# Party Shorts... Fugazi?



## Hunter (May 20, 2005)

About 3 months back I picked up a cab of Party Shorts, we'll call these long shorts, and this month I picked up another, we'll call these short shorts. The long shorts tasted yummy and were the correct length according to MRN. Now, the short shorts taste good too, but they are 1/8 inch shorter than the documented length... all of them. I know there is "variation" between boxes, bands, placement of box codes etc., but a full 1/8 inch in length? I'm ISO opinions. I'll post pics in a couple of posts with the long short to the left, unless otherwise noted


----------



## Hunter (May 20, 2005)

Band detail.


----------



## Hunter (May 20, 2005)

Box tops.


----------



## Hunter (May 20, 2005)

Chevrons.


----------



## Hunter (May 20, 2005)

And finally seals. Any info is appreciated.


----------



## Airborne RU (Oct 7, 2006)

Shorts have a fairly distinctive flavor that I imagine is hard to duplicate. Smoke one.

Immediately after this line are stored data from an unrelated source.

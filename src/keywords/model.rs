//! Keyword model seam and the OpenAI chat completions client.

use std::time::Duration;

use async_trait::async_trait;
use reqwest::Client;
use serde_json::{json, Value};
use tracing::{debug, warn};

use crate::error::{AppError, Result};

use super::prompt::SYSTEM_PROMPT;

const REQUEST_TIMEOUT: Duration = Duration::from_secs(60);
const TEMPERATURE: f64 = 0.3;
const MAX_TOKENS: u32 = 800;

/// Error message when no OpenAI key is available.
pub const MISSING_API_KEY: &str = "OPENAI_API_KEY is not configured.";

/// A language model that turns a prompt into text.
#[async_trait]
pub trait KeywordModel: Send + Sync {
    /// Whether the model has the credentials it needs to be called.
    fn is_configured(&self) -> bool {
        true
    }

    async fn complete(&self, prompt: &str) -> Result<String>;
}

pub struct OpenAiClient {
    client: Client,
    api_url: String,
    api_key: Option<String>,
    model: String,
}

impl std::fmt::Debug for OpenAiClient {
    fn fmt(&self, f: &mut std::fmt::Formatter<'_>) -> std::fmt::Result {
        f.debug_struct("OpenAiClient")
            .field("api_url", &self.api_url)
            .field("api_key", &self.api_key.as_ref().map(|_| "[REDACTED]"))
            .field("model", &self.model)
            .finish()
    }
}

impl OpenAiClient {
    pub fn new(api_url: impl Into<String>, api_key: Option<String>, model: impl Into<String>) -> Self {
        let client = Client::builder()
            .timeout(REQUEST_TIMEOUT)
            .build()
            .unwrap_or_default();
        Self {
            client,
            api_url: api_url.into(),
            api_key,
            model: model.into(),
        }
    }

    pub fn from_config(config: &crate::config::Config) -> Self {
        Self::new(
            config.openai_api_url.clone(),
            config.openai_api_key.clone(),
            config.openai_model.clone(),
        )
    }

    pub fn request_body(&self, prompt: &str) -> Value {
        json!({
            "model": self.model,
            "messages": [
                {"role": "system", "content": SYSTEM_PROMPT},
                {"role": "user", "content": prompt},
            ],
            "temperature": TEMPERATURE,
            "max_tokens": MAX_TOKENS,
        })
    }
}

/// Pulls `choices[0].message.content` out of a chat completion, trimmed.
pub fn completion_text(response: &Value) -> Option<String> {
    response
        .pointer("/choices/0/message/content")
        .and_then(Value::as_str)
        .map(str::trim)
        .filter(|s| !s.is_empty())
        .map(String::from)
}

#[async_trait]
impl KeywordModel for OpenAiClient {
    fn is_configured(&self) -> bool {
        self.api_key.is_some()
    }

    async fn complete(&self, prompt: &str) -> Result<String> {
        let api_key = self
            .api_key
            .as_ref()
            .ok_or_else(|| AppError::MissingCredentials(MISSING_API_KEY.to_string()))?;

        debug!(model = %self.model, prompt_chars = prompt.len(), "requesting keyword completion");
        let response = self
            .client
            .post(&self.api_url)
            .bearer_auth(api_key)
            .json(&self.request_body(prompt))
            .send()
            .await?;

        let status = response.status();
        if !status.is_success() {
            warn!(%status, "OpenAI request failed");
            return Err(AppError::Upstream(format!("OpenAI API error: {}", status)));
        }

        let body: Value = response.json().await?;
        completion_text(&body).ok_or_else(|| AppError::Upstream("No response from OpenAI.".to_string()))
    }
}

I don't think much of a 1/8 inch difference. Cuba is cash strapped and cigars are a top 7 export (along with sugar, nickel, tobacco, fish, medical products (mainly cultures), citrus, coffee). So I don't think they can be too picky what they send out; they'd just gather all the ones which were cut to short and ship them. Aside from the medical products everything else on that list is a primary product, cash crops are all they have.


----------



## txdyna65 (Aug 21, 2006)

Was the whole box of cigars 1/8" shorter? If so I dont think it would be a big deal. Did you blacklight the seals? And have you sampled both to see how they taste?


----------



## Timberlake2006 (Sep 8, 2006)

Both look very stem riddled, and both seem to have a bit of green tobacco in the middle. Also on the band detail, the one on the left has very little detail in the face and other emblems in the circles to the left and right of the center of the band, and on the cigar on the right the small circles raised around the whole of the band arnt even there, Due to the inconsistencies i would say that atleast one is fake, maybe both, but the taste is the true test.

Also i would like to say im not an expert and could very well be wrong, just my observations.


----------



## zemekone (Aug 1, 2004)

Airborne RU said:


> I don't think much of a 1/8 inch difference.


No way, 1/8th is a inch is a big diffrence... Habanos S.A. has pretty strict quality control...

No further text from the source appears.